What the exercise asks:
Lines from the listing below that contain the string "SocketAddr" are to be reported.
START Provided information
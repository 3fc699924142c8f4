//! Common test utilities for resock-client integration tests
//!
//! Two ways to drive a client without a real server:
//!
//! - [`MockTransportFactory`]: an in-memory transport. Tests decide when a
//!   connection opens, what it receives and when it fails, and inspect what
//!   was sent. Combined with a paused Tokio clock this makes every timer
//!   deterministic.
//! - [`MockWsServer`]: a real WebSocket server on localhost for end-to-end
//!   checks of the default transport.

#![allow(dead_code)]

use futures::{SinkExt, StreamExt};
use resock_client::{
    ClientBuilder, ClientConfig, ConnectionEvent, EventSink, SocketClient, Transport,
    TransportFactory,
};
use resock_core::{CloseInfo, Error, Frame, ReadyState, Result};
use std::net::SocketAddr;
use std::sync::atomic::{AtomicBool, AtomicUsize, Ordering};
use std::sync::{Arc, Mutex};
use std::time::Duration;
use tokio::net::TcpListener;
use tokio::sync::{broadcast, mpsc};
use tokio_tungstenite::accept_async;
use tokio_tungstenite::tungstenite::protocol::frame::coding::CloseCode;
use tokio_tungstenite::tungstenite::protocol::CloseFrame;
use tokio_tungstenite::tungstenite::Message;

// ---------------------------------------------------------------------------
// In-memory transport
// ---------------------------------------------------------------------------

/// Shared state of one mock connection
struct MockShared {
    url: String,
    sink: EventSink,
    ready: Mutex<ReadyState>,
    sent: Mutex<Vec<Frame>>,
    refuse_sends: AtomicBool,
    closed_by_client: AtomicBool,
}

/// Transport factory recording every connection it opens
#[derive(Clone, Default)]
pub struct MockTransportFactory {
    connections: Arc<Mutex<Vec<Arc<MockShared>>>>,
    reject: Arc<AtomicBool>,
}

impl MockTransportFactory {
    pub fn new() -> Self {
        Self::default()
    }

    /// Make subsequent `open` calls fail as if the URL were malformed
    pub fn reject_urls(&self, reject: bool) {
        self.reject.store(reject, Ordering::SeqCst);
    }

    pub fn connection_count(&self) -> usize {
        self.connections.lock().unwrap().len()
    }

    /// The `index`-th connection opened (0-based)
    pub fn connection(&self, index: usize) -> MockConnection {
        let shared = self.connections.lock().unwrap()[index].clone();
        MockConnection { shared }
    }

    /// The most recently opened connection
    pub fn last(&self) -> MockConnection {
        let shared = self
            .connections
            .lock()
            .unwrap()
            .last()
            .cloned()
            .expect("no connection opened");
        MockConnection { shared }
    }
}

impl TransportFactory for MockTransportFactory {
    fn open(&self, url: &str, events: EventSink) -> Result<Box<dyn Transport>> {
        if self.reject.load(Ordering::SeqCst) {
            return Err(Error::InvalidUrl(url.to_string()));
        }

        let shared = Arc::new(MockShared {
            url: url.to_string(),
            sink: events,
            ready: Mutex::new(ReadyState::Connecting),
            sent: Mutex::new(Vec::new()),
            refuse_sends: AtomicBool::new(false),
            closed_by_client: AtomicBool::new(false),
        });
        self.connections.lock().unwrap().push(shared.clone());
        Ok(Box::new(MockTransport { shared }))
    }
}

struct MockTransport {
    shared: Arc<MockShared>,
}

impl Transport for MockTransport {
    fn send(&self, frame: Frame) -> Result<()> {
        if self.shared.refuse_sends.load(Ordering::SeqCst) {
            return Err(Error::Transport("send refused".to_string()));
        }
        self.shared.sent.lock().unwrap().push(frame);
        Ok(())
    }

    fn close(&self) {
        self.shared.closed_by_client.store(true, Ordering::SeqCst);
        *self.shared.ready.lock().unwrap() = ReadyState::Closed;
    }

    fn ready_state(&self) -> ReadyState {
        *self.shared.ready.lock().unwrap()
    }
}

/// Test-side view of a mock connection
#[derive(Clone)]
pub struct MockConnection {
    shared: Arc<MockShared>,
}

impl MockConnection {
    pub fn url(&self) -> &str {
        &self.shared.url
    }

    /// Complete the handshake
    pub fn open(&self) {
        *self.shared.ready.lock().unwrap() = ReadyState::Open;
        self.shared.sink.open();
    }

    /// Deliver a text frame from the peer
    pub fn receive(&self, text: &str) {
        self.shared.sink.message(Frame::from(text));
    }

    /// Deliver a JSON message from the peer
    pub fn receive_json(&self, value: serde_json::Value) {
        self.receive(&value.to_string());
    }

    /// Fail the connection: error followed by close, like a dropped socket
    pub fn fail(&self, reason: &str) {
        *self.shared.ready.lock().unwrap() = ReadyState::Closed;
        self.shared.sink.error(reason);
        self.shared.sink.close(None);
    }

    /// Report only an error
    pub fn error(&self, reason: &str) {
        *self.shared.ready.lock().unwrap() = ReadyState::Closed;
        self.shared.sink.error(reason);
    }

    /// The peer closes with a close frame
    pub fn close_from_peer(&self, code: u16, reason: &str) {
        *self.shared.ready.lock().unwrap() = ReadyState::Closed;
        self.shared.sink.close(Some(CloseInfo {
            code,
            reason: reason.to_string(),
        }));
    }

    pub fn refuse_sends(&self, refuse: bool) {
        self.shared.refuse_sends.store(refuse, Ordering::SeqCst);
    }

    pub fn closed_by_client(&self) -> bool {
        self.shared.closed_by_client.load(Ordering::SeqCst)
    }

    pub fn sent(&self) -> Vec<Frame> {
        self.shared.sent.lock().unwrap().clone()
    }

    /// Sent text frames, heartbeat pings excluded
    pub fn sent_text(&self) -> Vec<String> {
        self.sent()
            .into_iter()
            .filter_map(|frame| frame.as_text().map(str::to_string))
            .filter(|text| !text.contains(r#""event":"ping""#))
            .collect()
    }

    /// Number of pings sent on this connection
    pub fn pings_sent(&self) -> usize {
        self.sent()
            .iter()
            .filter_map(Frame::as_text)
            .filter(|text| text.contains(r#""event":"ping""#))
            .count()
    }
}

pub const MOCK_URL: &str = "ws://mock.test/feed";

/// Heartbeat off, no jitter: only the timers a test arms itself
pub fn quiet_config() -> ClientConfig {
    ClientConfig::default()
        .with_heartbeat(false)
        .with_reconnect_jitter(Duration::ZERO)
}

/// A client running over `factory`
pub fn mock_client(factory: &MockTransportFactory, config: ClientConfig) -> SocketClient {
    ClientBuilder::new(MOCK_URL)
        .with_config(config)
        .with_transport(factory.clone())
        .build()
        .unwrap()
}

/// Connect `client` and open the resulting mock connection
pub async fn connect_and_open(
    client: &SocketClient,
    factory: &MockTransportFactory,
) -> MockConnection {
    client.connect().await.unwrap();
    let connection = factory.last();
    connection.open();
    settle(client).await;
    connection
}

/// Wait until the controller has handled everything reported so far
///
/// Any request/reply command works as a barrier because the controller
/// drains transport and timer signals before commands.
pub async fn settle(client: &SocketClient) {
    client.ready_state().await.unwrap();
}

/// Every event received so far, without waiting
pub fn drain_events(events: &mut broadcast::Receiver<ConnectionEvent>) -> Vec<ConnectionEvent> {
    let mut drained = Vec::new();
    while let Ok(event) = events.try_recv() {
        drained.push(event);
    }
    drained
}

/// How many of `events` are scheduled reconnects
pub fn reconnects_scheduled(events: &[ConnectionEvent]) -> usize {
    events
        .iter()
        .filter(|e| matches!(e, ConnectionEvent::Reconnecting { .. }))
        .count()
}

// ---------------------------------------------------------------------------
// Real WebSocket server
// ---------------------------------------------------------------------------

#[derive(Debug, Clone)]
enum Control {
    Push(String),
    Kick,
}

type Handler = Arc<dyn Fn(String) -> Option<String> + Send + Sync>;

/// Mock WebSocket server for end-to-end tests
///
/// Answers `ping` with `pong` and echoes every other text message unless a
/// custom handler says otherwise.
pub struct MockWsServer {
    addr: SocketAddr,
    control: broadcast::Sender<Control>,
    accepted: Arc<AtomicUsize>,
    received: mpsc::UnboundedReceiver<String>,
    shutdown: Option<tokio::task::JoinHandle<()>>,
}

impl MockWsServer {
    /// Start an echoing server
    pub async fn new() -> Self {
        Self::with_handler(|text| {
            if text.contains(r#""event":"ping""#) {
                Some(r#"{"event":"pong","timestamp":0}"#.to_string())
            } else if text.contains(r#""event":"pong""#) {
                None
            } else {
                Some(text)
            }
        })
        .await
    }

    /// Start a server replying with `handler(message)` when it returns `Some`
    pub async fn with_handler<F>(handler: F) -> Self
    where
        F: Fn(String) -> Option<String> + Send + Sync + 'static,
    {
        let listener = TcpListener::bind("127.0.0.1:0").await.unwrap();
        let addr = listener.local_addr().unwrap();

        let handler: Handler = Arc::new(handler);
        let (control, _) = broadcast::channel(16);
        let accepted = Arc::new(AtomicUsize::new(0));
        let (received_tx, received) = mpsc::unbounded_channel();

        let accept_control = control.clone();
        let accept_count = accepted.clone();
        let task = tokio::spawn(async move {
            while let Ok((stream, _)) = listener.accept().await {
                accept_count.fetch_add(1, Ordering::SeqCst);
                let handler = handler.clone();
                let received_tx = received_tx.clone();
                let mut control = accept_control.subscribe();

                tokio::spawn(async move {
                    let Ok(ws_stream) = accept_async(stream).await else {
                        return;
                    };
                    let (mut write, mut read) = ws_stream.split();

                    loop {
                        tokio::select! {
                            incoming = read.next() => match incoming {
                                Some(Ok(Message::Text(text))) => {
                                    let _ = received_tx.send(text.clone());
                                    if let Some(reply) = handler(text) {
                                        if write.send(Message::Text(reply)).await.is_err() {
                                            break;
                                        }
                                    }
                                }
                                Some(Ok(Message::Close(_))) | Some(Err(_)) | None => break,
                                Some(Ok(_)) => {}
                            },
                            command = control.recv() => match command {
                                Ok(Control::Push(text)) => {
                                    let _ = write.send(Message::Text(text)).await;
                                }
                                Ok(Control::Kick) | Err(_) => {
                                    let _ = write
                                        .send(Message::Close(Some(CloseFrame {
                                            code: CloseCode::Away,
                                            reason: "kicked".into(),
                                        })))
                                        .await;
                                    break;
                                }
                            },
                        }
                    }
                });
            }
        });

        Self {
            addr,
            control,
            accepted,
            received,
            shutdown: Some(task),
        }
    }

    /// WebSocket URL of this server
    pub fn url(&self) -> String {
        format!("ws://{}", self.addr)
    }

    /// Connections accepted so far
    pub fn accepted(&self) -> usize {
        self.accepted.load(Ordering::SeqCst)
    }

    /// Send `text` to every connected client
    pub fn push(&self, text: &str) {
        let _ = self.control.send(Control::Push(text.to_string()));
    }

    /// Close every current connection with a close frame
    pub fn kick_all(&self) {
        let _ = self.control.send(Control::Kick);
    }

    /// Next text message a client sent, waiting up to five seconds
    pub async fn next_message(&mut self) -> Option<String> {
        tokio::time::timeout(Duration::from_secs(5), self.received.recv())
            .await
            .ok()
            .flatten()
    }

    /// Next non-heartbeat text message a client sent
    pub async fn next_app_message(&mut self) -> Option<String> {
        loop {
            let message = self.next_message().await?;
            if !message.contains(r#""event":"ping""#) && !message.contains(r#""event":"pong""#) {
                return Some(message);
            }
        }
    }

    /// Wait until at least `count` connections were accepted
    pub async fn wait_for_connections(&self, count: usize) -> bool {
        tokio::time::timeout(Duration::from_secs(5), async {
            while self.accepted() < count {
                tokio::time::sleep(Duration::from_millis(10)).await;
            }
        })
        .await
        .is_ok()
    }
}

impl Drop for MockWsServer {
    fn drop(&mut self) {
        if let Some(task) = self.shutdown.take() {
            task.abort();
        }
    }
}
END Provided information
Reply:
use std::net::SocketAddr;
    addr: SocketAddr,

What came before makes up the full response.